Воспоминания о свадьбе натолкнули его еще на одну мысль.
— Ты понимаешь, что журнал «Хелло!» потребует вернуть им деньги?
На лице Дакоты появилось выражение безграничного превосходства.
— Я-а всегда презирала твою банальность и нечистоплотность, Кельвин. Слава богу, мне больше не придется терпеть это. Увидимся в Калифорнии!
Красивая, статная «светловолосая бомба», как отзывались о ней газетчики, повернулась на четырехдюймовых каблуках и положила ладонь на ручку двери.
— Ты не получишь половины! — крикнул Кельвин. — Даже в Калифорнии!
Дакота повернулась и снова взглянула на него:
— Я получу половину, Кельвин. Из меня сделали дурочку. Меня соблазнили твое очарование и мужественность. Меня соблазнил мужчина, грязный британец, который затем надругался надо мной и использовал меня неестественным образом.
— Ты ведь не заявишь такое?
— Заявлю, Кельвин, дорогой! Я-а скажу, что ты требовал от меня неестественных дел, а когда я-а отказалась, ты меня избил!
— Ты не можешь так поступить! Это будет твое слово против моего!
— Вот именно! Слово милой заплаканной баптистки с Юга против слова самого известного ублюдка в мире! Самодовольного, ухмыляющегося мистера Негодяя из самого крупного телешоу. Любой член жюри присяжных в Америке поверит, что ты пытался засунуть свою мерзкую английскую рапиру туда, куда ни одна христианская жена не позволит ее засунуть.
— Это возмутительно! Это грабеж, самый обыкновенный грабеж. Ты пытаешься меня ограбить.
— Ой, да ладно тебе, Кельвин, ты и сам вор. Не притворяйся, всем ведь известно, что «Номер один» — это тот же «Х-фактор», но с другими судьями. Более мерзкими судьями. Гораздо более мерзкими судьями. Ты украл эту идею! А теперь я обворую тебя.

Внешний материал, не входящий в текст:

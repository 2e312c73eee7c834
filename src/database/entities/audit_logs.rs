use std::fmt;
use std::str::FromStr;

use sea_orm::entity::prelude::*;
use serde::{Deserialize, Serialize};

use crate::errors::{CoreError, CoreResult};

/// Append-only record of a successful mutation. Rows are never updated.
#[derive(Clone, Debug, PartialEq, DeriveEntityModel, Serialize, Deserialize)]
#[sea_orm(table_name = "audit_logs")]
pub struct Model {
    #[sea_orm(primary_key)]
    pub id: i32,
    pub admin_username: String,
    pub action: String,
    pub entity_type: String,
    pub entity_id: i32,
    pub entity_name: Option<String>,
    pub change_description: Option<String>,
    pub created_at: ChronoDateTimeUtc,
}

#[derive(Copy, Clone, Debug, EnumIter, DeriveRelation)]
pub enum Relation {}

impl ActiveModelBehavior for ActiveModel {}

impl Model {
    pub fn action(&self) -> CoreResult<AuditAction> {
        self.action.parse()
    }

    pub fn entity_type(&self) -> CoreResult<AuditEntityType> {
        self.entity_type.parse()
    }
}

#[derive(Debug, Clone, Copy, PartialEq, Eq, Serialize, Deserialize)]
pub enum AuditAction {
    Create,
    Update,
    Delete,
}

impl AuditAction {
    pub fn as_str(&self) -> &'static str {
        match self {
            AuditAction::Create => "create",
            AuditAction::Update => "update",
            AuditAction::Delete => "delete",
        }
    }
}

impl From<AuditAction> for String {
    fn from(action: AuditAction) -> Self {
        action.as_str().to_string()
    }
}

impl FromStr for AuditAction {
    type Err = CoreError;

    fn from_str(s: &str) -> Result<Self, Self::Err> {
        match s {
            "create" => Ok(AuditAction::Create),
            "update" => Ok(AuditAction::Update),
            "delete" => Ok(AuditAction::Delete),
            other => Err(CoreError::internal(format!("Unknown audit action in store: {}", other))
                .with_field("action", other)),
        }
    }
}

impl fmt::Display for AuditAction {
    fn fmt(&self, f: &mut fmt::Formatter<'_>) -> fmt::Result {
        f.write_str(self.as_str())
    }
}

#[derive(Debug, Clone, Copy, PartialEq, Eq, Serialize, Deserialize)]
pub enum AuditEntityType {
    Course,
    Pathway,
    Domain,
    JobRole,
}

impl AuditEntityType {
    pub fn as_str(&self) -> &'static str {
        match self {
            AuditEntityType::Course => "course",
            AuditEntityType::Pathway => "pathway",
            AuditEntityType::Domain => "domain",
            AuditEntityType::JobRole => "job_role",
        }
    }
}

impl From<AuditEntityType> for String {
    fn from(entity_type: AuditEntityType) -> Self {
        entity_type.as_str().to_string()
    }
}

impl FromStr for AuditEntityType {
    type Err = CoreError;

    fn from_str(s: &str) -> Result<Self, Self::Err> {
        match s {
            "course" => Ok(AuditEntityType::Course),
            "pathway" => Ok(AuditEntityType::Pathway),
            "domain" => Ok(AuditEntityType::Domain),
            "job_role" => Ok(AuditEntityType::JobRole),
            other => Err(
                CoreError::internal(format!("Unknown audit entity type in store: {}", other))
                    .with_field("entity_type", other),
            ),
        }
    }
}

impl fmt::Display for AuditEntityType {
    fn fmt(&self, f: &mut fmt::Formatter<'_>) -> fmt::Result {
        f.write_str(self.as_str())
    }
}

#[cfg(test)]
mod tests {
    use chrono::Utc;

    use super::*;
    use crate::errors::CoreErrorKind;

    fn record(action: &str, entity_type: &str) -> Model {
        Model {
            id: 1,
            admin_username: "alice".to_string(),
            action: action.to_string(),
            entity_type: entity_type.to_string(),
            entity_id: 7,
            entity_name: None,
            change_description: None,
            created_at: Utc::now(),
        }
    }

    #[test]
    fn test_entity_type_strings() {
        assert_eq!(String::from(AuditEntityType::JobRole), "job_role");
        assert_eq!("pathway".parse::<AuditEntityType>().unwrap(), AuditEntityType::Pathway);
        assert_eq!("course".parse::<AuditEntityType>().unwrap(), AuditEntityType::Course);
    }

    #[test]
    fn test_action_strings() {
        assert_eq!(String::from(AuditAction::Delete), "delete");
        assert_eq!("create".parse::<AuditAction>().unwrap(), AuditAction::Create);
        assert_eq!("update".parse::<AuditAction>().unwrap(), AuditAction::Update);
    }

    #[test]
    fn test_unknown_stored_values_are_errors() {
        let row = record("archive", "curriculum");

        let err = row.action().unwrap_err();
        assert_eq!(err.kind(), CoreErrorKind::Internal);
        assert!(err.message().contains("archive"));

        let err = row.entity_type().unwrap_err();
        assert_eq!(err.kind(), CoreErrorKind::Internal);
        assert!(err.message().contains("curriculum"));
    }

    #[test]
    fn test_known_stored_values_read_back() {
        let row = record("delete", "job_role");
        assert_eq!(row.action().unwrap(), AuditAction::Delete);
        assert_eq!(row.entity_type().unwrap(), AuditEntityType::JobRole);
    }
}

Если Дакота хотела еще больше разозлить Кельвина, то ей это определенно удалось. Она попала в самое больное место, заговорила о единственной ложке дегтя в огромной бочке его славы и богатства. Всем было понятно, что идея шоу Кельвина «Номер один», самого последнего в серии невероятно популярных телевизионных программ, занимающихся поисками талантов, была почти без изменений позаимствована у предшествующих шоу. Кельвин никогда не отрицал этого, как и того, что свой имидж грубого, резкого английского судьи он позаимствовал у Саймона Ковелла. Не отрицал он и того, что превзошел сам себя, чтобы воссоздать элементы, сформировавшие успешную судейскую команду. Он отыскал помешанную на детях звезду реалити-ТВ, прославившуюся благодаря своей неблагополучной семье. Он нашел приятного на вид профессионала из области поп-культуры, который искал возможности показаться на телевидении. Он усердно воссоздал все элементы, которые были так успешны в шоу «Х-фактор», и до того в этом преуспел, что шоу «Номер один» в конце концов затмило первоначальную модель. Именно это Кельвин никогда не уставал объяснять людям. Дело не в том, что он сделал что-то новое, он просто сделал это лучше.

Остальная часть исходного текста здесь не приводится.